§ **Work instructions**
From the entries below, copy every line holding the word "PartialEq".
== Available data
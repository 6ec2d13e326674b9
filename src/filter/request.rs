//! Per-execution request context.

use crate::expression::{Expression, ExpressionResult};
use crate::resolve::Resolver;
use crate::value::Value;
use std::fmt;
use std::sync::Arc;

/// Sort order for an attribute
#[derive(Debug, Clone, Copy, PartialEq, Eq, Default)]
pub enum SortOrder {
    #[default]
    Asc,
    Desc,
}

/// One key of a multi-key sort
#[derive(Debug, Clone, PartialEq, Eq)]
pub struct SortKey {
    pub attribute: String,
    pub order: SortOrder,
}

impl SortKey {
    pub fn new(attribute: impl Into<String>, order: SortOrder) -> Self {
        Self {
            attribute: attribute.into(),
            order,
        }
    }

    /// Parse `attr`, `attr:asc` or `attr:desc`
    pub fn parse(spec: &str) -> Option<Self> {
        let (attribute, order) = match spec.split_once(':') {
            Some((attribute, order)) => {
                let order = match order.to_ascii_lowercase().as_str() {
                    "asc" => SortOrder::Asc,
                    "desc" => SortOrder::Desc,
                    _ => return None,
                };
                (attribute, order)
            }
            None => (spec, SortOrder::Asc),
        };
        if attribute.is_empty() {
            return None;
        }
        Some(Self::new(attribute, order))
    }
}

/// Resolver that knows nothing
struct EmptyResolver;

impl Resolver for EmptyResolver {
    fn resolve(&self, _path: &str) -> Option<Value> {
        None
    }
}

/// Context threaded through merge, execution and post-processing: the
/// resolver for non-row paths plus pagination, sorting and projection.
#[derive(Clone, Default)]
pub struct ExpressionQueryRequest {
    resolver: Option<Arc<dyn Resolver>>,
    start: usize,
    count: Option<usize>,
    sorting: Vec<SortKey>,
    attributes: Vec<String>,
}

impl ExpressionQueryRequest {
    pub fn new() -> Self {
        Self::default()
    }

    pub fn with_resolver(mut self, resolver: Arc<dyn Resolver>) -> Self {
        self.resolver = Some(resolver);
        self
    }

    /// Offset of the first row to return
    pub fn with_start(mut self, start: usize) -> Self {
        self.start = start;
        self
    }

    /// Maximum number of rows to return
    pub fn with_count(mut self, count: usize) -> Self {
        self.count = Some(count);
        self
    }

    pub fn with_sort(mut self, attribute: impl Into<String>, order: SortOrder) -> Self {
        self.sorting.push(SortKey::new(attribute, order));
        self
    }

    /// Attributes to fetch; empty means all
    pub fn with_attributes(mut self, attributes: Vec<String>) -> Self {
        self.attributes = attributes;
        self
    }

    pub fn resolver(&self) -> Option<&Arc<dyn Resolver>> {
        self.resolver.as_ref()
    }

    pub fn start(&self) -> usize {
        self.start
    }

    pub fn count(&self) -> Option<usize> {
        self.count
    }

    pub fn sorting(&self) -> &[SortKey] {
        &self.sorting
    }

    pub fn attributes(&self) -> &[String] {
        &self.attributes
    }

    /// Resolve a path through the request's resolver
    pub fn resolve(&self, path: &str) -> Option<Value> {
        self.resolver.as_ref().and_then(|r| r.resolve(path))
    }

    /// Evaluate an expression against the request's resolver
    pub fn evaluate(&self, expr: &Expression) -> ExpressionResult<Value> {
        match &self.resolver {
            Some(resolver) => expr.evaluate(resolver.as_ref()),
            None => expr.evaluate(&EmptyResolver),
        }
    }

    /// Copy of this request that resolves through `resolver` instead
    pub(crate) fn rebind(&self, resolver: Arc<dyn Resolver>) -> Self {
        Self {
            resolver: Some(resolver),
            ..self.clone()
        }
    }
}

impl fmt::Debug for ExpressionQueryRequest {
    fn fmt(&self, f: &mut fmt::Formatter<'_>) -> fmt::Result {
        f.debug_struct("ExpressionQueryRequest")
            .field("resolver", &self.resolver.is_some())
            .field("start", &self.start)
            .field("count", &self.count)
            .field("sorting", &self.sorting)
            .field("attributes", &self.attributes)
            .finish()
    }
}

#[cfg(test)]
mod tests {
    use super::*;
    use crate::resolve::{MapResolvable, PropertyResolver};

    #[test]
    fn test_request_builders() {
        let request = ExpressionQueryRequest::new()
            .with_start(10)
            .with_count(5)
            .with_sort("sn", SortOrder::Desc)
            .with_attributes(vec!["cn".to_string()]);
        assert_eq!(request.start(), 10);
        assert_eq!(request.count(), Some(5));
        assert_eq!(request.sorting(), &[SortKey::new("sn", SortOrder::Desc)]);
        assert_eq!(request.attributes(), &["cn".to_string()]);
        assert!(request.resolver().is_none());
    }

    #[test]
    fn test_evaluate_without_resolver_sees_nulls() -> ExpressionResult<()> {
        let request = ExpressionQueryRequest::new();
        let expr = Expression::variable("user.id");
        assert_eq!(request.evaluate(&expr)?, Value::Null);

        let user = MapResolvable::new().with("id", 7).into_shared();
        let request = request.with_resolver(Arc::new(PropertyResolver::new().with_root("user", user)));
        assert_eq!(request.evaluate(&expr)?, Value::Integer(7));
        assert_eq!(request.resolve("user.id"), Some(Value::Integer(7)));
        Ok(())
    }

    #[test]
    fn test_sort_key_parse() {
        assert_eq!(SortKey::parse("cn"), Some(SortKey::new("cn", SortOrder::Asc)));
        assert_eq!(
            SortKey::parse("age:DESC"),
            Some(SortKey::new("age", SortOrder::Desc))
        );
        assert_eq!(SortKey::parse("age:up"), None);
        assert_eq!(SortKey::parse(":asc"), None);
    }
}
====
§ **Answer**
#[derive(Debug, Clone, Copy, PartialEq, Eq, Default)]
#[derive(Debug, Clone, PartialEq, Eq)]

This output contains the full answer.